2015MNRAS.453.3082P

As both simulations and observations reach the resolution of the star-forming molecular clouds, it becomes important to clarify if these two techniques are discussing the same objects in galaxies. We compare clouds formed in a high-resolution galaxy simulation identified as continuous structures within a contour, in the simulator's position-position-position (PPP) coordinate space and the observer's position-position-velocity space (PPV).

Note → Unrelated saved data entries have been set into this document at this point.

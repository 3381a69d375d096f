//! # rasterfx - Raster Image Filtering
//!
//! rasterfx applies a single filter to an RGB image with per-column progress
//! reporting and cooperative cancellation.
//!
//! ## Features
//!
//! - **Kernel convolution**: Box, Gaussian, sharpen and motion blur with clamp-to-edge sampling
//! - **Edge detection**: Sobel, Scharr and Prewitt gradient magnitude
//! - **Color**: Invert, grayscale, sepia, brightness and gray-world balance
//! - **Geometry**: Translate, rotate, wave, downsample and glass remaps
//! - **Progress & cancellation**: Every column reports progress, then checks for cancellation
//! - **Parallel scans**: Optional rayon-backed column batches
//!
//! ## Quick Start
//!
//! ```rust,no_run
//! use rasterfx::prelude::*;
//!
//! let registry = FilterRegistry::with_builtins();
//! let blur = registry.create("gaussian_blur").unwrap();
//!
//! let source = image::open("input.png").unwrap().to_rgb8();
//! let tracker = ProgressTracker::new();
//! let result = blur.process_image(&source, &tracker).unwrap();
//! result.save("output.png").unwrap();
//! ```
//!
//! ## Architecture
//!
//! - [`core`]: Image aliases, kernels, the [`Filter`](core::Filter) trait and errors
//! - [`execution`]: The column scan loop and progress tracking
//! - [`filters`]: Filter registry, JSON configs and built-in filters
//!
//! ## Creating Custom Filters
//!
//! Implement [`Filter::compute_pixel`](core::Filter::compute_pixel); the
//! default scan loop handles progress and cancellation:
//!
//! ```rust
//! use rasterfx::prelude::*;
//!
//! struct SwapRedBlue;
//!
//! impl Filter for SwapRedBlue {
//!     fn metadata(&self) -> FilterMetadata {
//!         FilterMetadata::new("swap_rb", "Swap Red/Blue", Category::Color, "Swap red and blue")
//!     }
//!
//!     fn compute_pixel(&self, source: &Image, x: u32, y: u32) -> Color {
//!         let p = source.get_pixel(x, y);
//!         image::Rgb([p[2], p[1], p[0]])
//!     }
//! }
//!
//! let source = Image::from_pixel(2, 2, image::Rgb([1, 2, 3]));
//! let result = SwapRedBlue.process_image(&source, &NullProgress).unwrap();
//! assert_eq!(*result.get_pixel(0, 0), image::Rgb([3, 2, 1]));
//! ```

#![warn(missing_docs)]
#![warn(clippy::all)]

pub mod core;
pub mod execution;
pub mod filters;

/// Prelude module for convenient imports.
///
/// Import everything commonly needed with:
/// ```rust,ignore
/// use rasterfx::prelude::*;
/// ```
pub mod prelude {
    // Core types
    pub use crate::core::types::{clamp, Color, Image, BLACK};
    pub use crate::core::kernel::Kernel;

    // Filter trait and metadata
    pub use crate::core::filter::{Category, Filter, FilterMetadata};

    // Errors
    pub use crate::core::error::{Channel, FilterError, FilterResult};

    // Execution
    pub use crate::execution::progress::{
        NullProgress, ProgressCallback, ProgressSink, ProgressTracker, ProgressUpdate,
    };
    pub use crate::execution::scan::{scan_columns, ScanOptions};

    // Filters
    pub use crate::filters::config::{FilterConfig, JobConfig};
    pub use crate::filters::registry::{FilterFactory, FilterRegistry, RegistryEntry};

    // Built-in filters
    pub use crate::filters::builtin::{
        // Convolution
        ConvolutionFilter, GradientFilter, GradientMagnitude,
        // Color
        Brightness, Grayscale, Invert, Sepia, GrayWorld,
        // Transform
        Downsample, Glass, Jitter, JitterMode, Rotate, Translate, Wave, WavePhase,
    };
}

/// Library version.
pub const VERSION: &str = env!("CARGO_PKG_VERSION");

/// Library name.
pub const NAME: &str = env!("CARGO_PKG_NAME");

#[cfg(test)]
mod tests {
    use super::prelude::*;
    use std::sync::Arc;
    use parking_lot::Mutex;

    #[test]
    fn test_version() {
        assert!(!super::VERSION.is_empty());
        assert_eq!(super::NAME, "rasterfx");
    }

    #[test]
    fn test_registry_filters_run() {
        let registry = FilterRegistry::with_builtins();
        let source = Image::from_fn(6, 4, |x, y| image::Rgb([(x * 40) as u8, (y * 60) as u8, 90]));

        for id in registry.filter_ids() {
            let filter = registry.create(id).unwrap();
            let result = filter.process_image(&source, &NullProgress).unwrap();
            assert_eq!(result.dimensions(), source.dimensions(), "{}", id);
        }
    }

    #[test]
    fn test_config_filter_reports_progress() {
        let updates = Arc::new(Mutex::new(Vec::new()));
        let sink = updates.clone();
        let tracker = ProgressTracker::new().with_callback(Box::new(move |u| sink.lock().push(u)));

        let filter = FilterConfig::Invert.build().unwrap();
        let source = Image::from_pixel(4, 1, image::Rgb([0, 0, 0]));
        filter.process_image(&source, &tracker).unwrap();

        let percents: Vec<u8> = updates
            .lock()
            .iter()
            .filter_map(|u| match u {
                ProgressUpdate::Progress { percent } => Some(*percent),
                _ => None,
            })
            .collect();
        assert_eq!(percents, vec![0, 25, 50, 75]);
    }
}
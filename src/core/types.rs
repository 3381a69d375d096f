//! Core pixel types and helpers shared by every filter.

use image::{ImageBuffer, Rgb};

/// An 8-bit RGB raster, the only image type filters consume and produce.
pub type Image = ImageBuffer<Rgb<u8>, Vec<u8>>;

/// A single output color.
pub type Color = Rgb<u8>;

/// Solid black, produced by remap filters for out-of-range coordinates.
pub const BLACK: Color = Rgb([0, 0, 0]);

/// Bound `value` to `[min, max]`.
///
/// Unlike [`i32::clamp`] this never panics: when `min > max` the lower bound
/// is checked first.
#[inline]
pub fn clamp(value: i32, min: i32, max: i32) -> i32 {
    if value < min {
        return min;
    }
    if value > max {
        return max;
    }
    value
}

/// Truncate a floating-point channel toward zero, then clamp it to a byte.
#[inline]
pub fn channel_from_f32(value: f32) -> u8 {
    clamp(value as i32, 0, 255) as u8
}

/// Same as [`channel_from_f32`] for `f64` arithmetic.
#[inline]
pub fn channel_from_f64(value: f64) -> u8 {
    clamp(value as i32, 0, 255) as u8
}

/// Build a color from three already-clamped integer channels.
#[inline]
pub fn rgb(r: i32, g: i32, b: i32) -> Color {
    Rgb([
        clamp(r, 0, 255) as u8,
        clamp(g, 0, 255) as u8,
        clamp(b, 0, 255) as u8,
    ])
}

/// Allocate a black image with the same dimensions as `source`.
pub fn blank_like(source: &Image) -> Image {
    Image::new(source.width(), source.height())
}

Result. indicate that the properties of the cloud populations are similar in both methods and up to 70 percent of clouds have a single counterpart in the opposite data structure. Comparing individual clouds in a one-to-one match reveals a scatter in properties mostly within a factor of 2. However, the small variations in mass, radius and velocity dispersion produce significant differences in derived quantities such as the virial parameter. This makes it difficult to determine if a structure is truly gravitationally bound. The three cloud types originally found in the simulation in Fujimoto et al. are identified in both data sets, with around 80 percent of the clouds retaining their type between identification methods. We also compared our results when using a peak decomposition method to identify clouds in both PPP and PPV space. The number of clouds increased with this technique, but the overall cloud properties remained similar. However, the more crowded environment lowered the ability to match clouds between techniques to 40 percent. The three cloud types also became harder to separate, especially in the PPV data set. The method used for cloud identification therefore plays a critical role in determining cloud properties, but both PPP and PPV can potentially identify the same structures.